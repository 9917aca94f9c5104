/*
[INPUT]:  CLI arguments, YAML configuration file, OS shutdown signals
[OUTPUT]: Interactive task card TUI with graceful shutdown
[POS]:    Binary entry point
[UPDATE]: When changing CLI flags, startup flow, or shutdown handling
*/

mod tui;

use std::path::{Path, PathBuf};
use std::sync::Arc;

use anyhow::{Context, Result, anyhow};
use clap::Parser;
use tokio_util::sync::CancellationToken;
use tracing::{info, warn};
use tracing_appender::non_blocking::WorkerGuard;
use tracing_subscriber::EnvFilter;
use tracing_subscriber::layer::SubscriberExt;
use tracing_subscriber::util::SubscriberInitExt;

use taskcard_adapter::{Clipboard, Identity};
use taskcard_viewer::notify::{DEFAULT_NOTIFICATION_TTL, NotificationHub};
use taskcard_viewer::{CardConfig, MemoryClipboard, Osc52Clipboard, TaskCard, build_services};

use tui::{LOG_BUFFER_CAPACITY, LogBuffer, LogBufferHandle, LogSink, RunOptions};

#[derive(Parser, Debug)]
#[command(name = "taskcard-viewer", version, about = "Interactive card for a DAO task")]
struct Cli {
    /// YAML configuration; falls back to the user config dir, then a demo setup
    #[arg(long = "config", value_name = "PATH")]
    config_path: Option<PathBuf>,
    #[arg(long = "log-level", value_name = "LEVEL", default_value = "info")]
    log_level: String,
    /// Also append logs to this file
    #[arg(long = "log-file", value_name = "PATH")]
    log_file: Option<PathBuf>,
    /// Validate configuration and wiring, then exit
    #[arg(long = "dry-run")]
    dry_run: bool,
}

#[tokio::main]
async fn main() -> Result<()> {
    let args = Cli::parse();

    if args.dry_run {
        init_stderr_tracing(&args.log_level)?;
        let config = load_config(args.config_path.as_deref())?;
        let services = build_services(
            &config,
            Arc::new(taskcard_viewer::RecordingNotifier::default()),
            Arc::new(MemoryClipboard::default()),
        )?;
        info!("dry-run requested; configuration validated");
        println!(
            "configuration valid: task {} as {} ({:?} service)",
            config.task_id,
            services.identity.current_address(),
            config.service.kind
        );
        return Ok(());
    }

    let log_buffer = LogBuffer::shared(LOG_BUFFER_CAPACITY);
    let _file_guard = init_tui_tracing(&args.log_level, log_buffer.clone(), args.log_file.as_deref())?;

    let config = load_config(args.config_path.as_deref())?;
    let options = RunOptions::from_env();
    info!(
        task_id = %config.task_id,
        headless = options.exit_after_ticks.is_some(),
        "starting taskcard-viewer"
    );

    let (notifier, hub) = NotificationHub::channel(DEFAULT_NOTIFICATION_TTL);
    let clipboard: Arc<dyn Clipboard> = if options.exit_after_ticks.is_some() {
        Arc::new(MemoryClipboard::default())
    } else {
        Arc::new(Osc52Clipboard::stdout())
    };
    let services = build_services(&config, Arc::new(notifier), clipboard)?;
    let card = TaskCard::new(services, config.task_id, config.share_base_url.clone());

    let shutdown = CancellationToken::new();
    setup_signal_handlers(shutdown.clone());

    tui::run_tui(card, hub, log_buffer, options, shutdown)
        .await
        .context("run tui")?;
    info!("taskcard-viewer stopped");
    Ok(())
}

fn init_stderr_tracing(log_level: &str) -> Result<()> {
    let filter = EnvFilter::try_new(log_level).context("invalid log level")?;
    tracing_subscriber::fmt()
        .with_env_filter(filter)
        .with_writer(std::io::stderr)
        .try_init()
        .map_err(|err| anyhow!(err))
        .context("initialize tracing subscriber")?;
    Ok(())
}

fn init_tui_tracing(
    log_level: &str,
    log_buffer: LogBufferHandle,
    log_file: Option<&Path>,
) -> Result<Option<WorkerGuard>> {
    let filter = EnvFilter::try_new(log_level).context("invalid log level")?;
    let buffer_layer = tracing_subscriber::fmt::layer()
        .with_ansi(false)
        .with_target(false)
        .with_writer(LogSink::new(log_buffer));

    let (file_layer, guard) = match log_file {
        Some(path) => {
            let directory = path
                .parent()
                .filter(|dir| !dir.as_os_str().is_empty())
                .unwrap_or_else(|| Path::new("."));
            let file_name = path.file_name().context("log file path has no file name")?;
            let appender = tracing_appender::rolling::never(directory, file_name);
            let (writer, guard) = tracing_appender::non_blocking(appender);
            let layer = tracing_subscriber::fmt::layer()
                .with_ansi(false)
                .with_writer(writer);
            (Some(layer), Some(guard))
        }
        None => (None, None),
    };

    tracing_subscriber::registry()
        .with(filter)
        .with(buffer_layer)
        .with(file_layer)
        .try_init()
        .map_err(|err| anyhow!(err))
        .context("initialize tracing subscriber")?;
    Ok(guard)
}

fn load_config(path: Option<&Path>) -> Result<CardConfig> {
    let config = match path {
        Some(path) => CardConfig::from_file(path).context("load config")?,
        None => match CardConfig::default_path().filter(|path| path.exists()) {
            Some(path) => {
                info!(path = %path.display(), "using default config path");
                CardConfig::from_file(&path).context("load default config")?
            }
            None => {
                info!("no config found; using built-in demo configuration");
                CardConfig::demo()
            }
        },
    };
    config.validate().context("validate config")?;
    Ok(config)
}

fn setup_signal_handlers(shutdown: CancellationToken) {
    let shutdown_clone = shutdown.clone();
    tokio::spawn(async move {
        if let Err(err) = tokio::signal::ctrl_c().await {
            warn!(error = %err, "failed to install SIGINT handler");
            return;
        }
        info!("received SIGINT");
        shutdown_clone.cancel();
    });

    #[cfg(unix)]
    {
        use tokio::signal::unix::{SignalKind, signal};

        let shutdown_clone = shutdown.clone();
        tokio::spawn(async move {
            match signal(SignalKind::terminate()) {
                Ok(mut stream) => {
                    stream.recv().await;
                    info!("received SIGTERM");
                    shutdown_clone.cancel();
                }
                Err(err) => {
                    warn!(error = %err, "failed to install SIGTERM handler");
                }
            }
        });
    }
}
******
◆ **PROBLEM REQUIREMENTS**
Within the listing above, the range opens at the line with "let buffer_layer = tracing_subscriber::fmt::layer()" and closes at the line with "let layer = tracing_subscriber::fmt::layer()". Reproduce exactly the lines of that range, including both ends.

◆ **RESULT BELOW**
    let buffer_layer = tracing_subscriber::fmt::layer()
        .with_ansi(false)
        .with_target(false)
        .with_writer(LogSink::new(log_buffer));

    let (file_layer, guard) = match log_file {
        Some(path) => {
            let directory = path
                .parent()
                .filter(|dir| !dir.as_os_str().is_empty())
                .unwrap_or_else(|| Path::new("."));
            let file_name = path.file_name().context("log file path has no file name")?;
            let appender = tracing_appender::rolling::never(directory, file_name);
            let (writer, guard) = tracing_appender::non_blocking(appender);
            let layer = tracing_subscriber::fmt::layer()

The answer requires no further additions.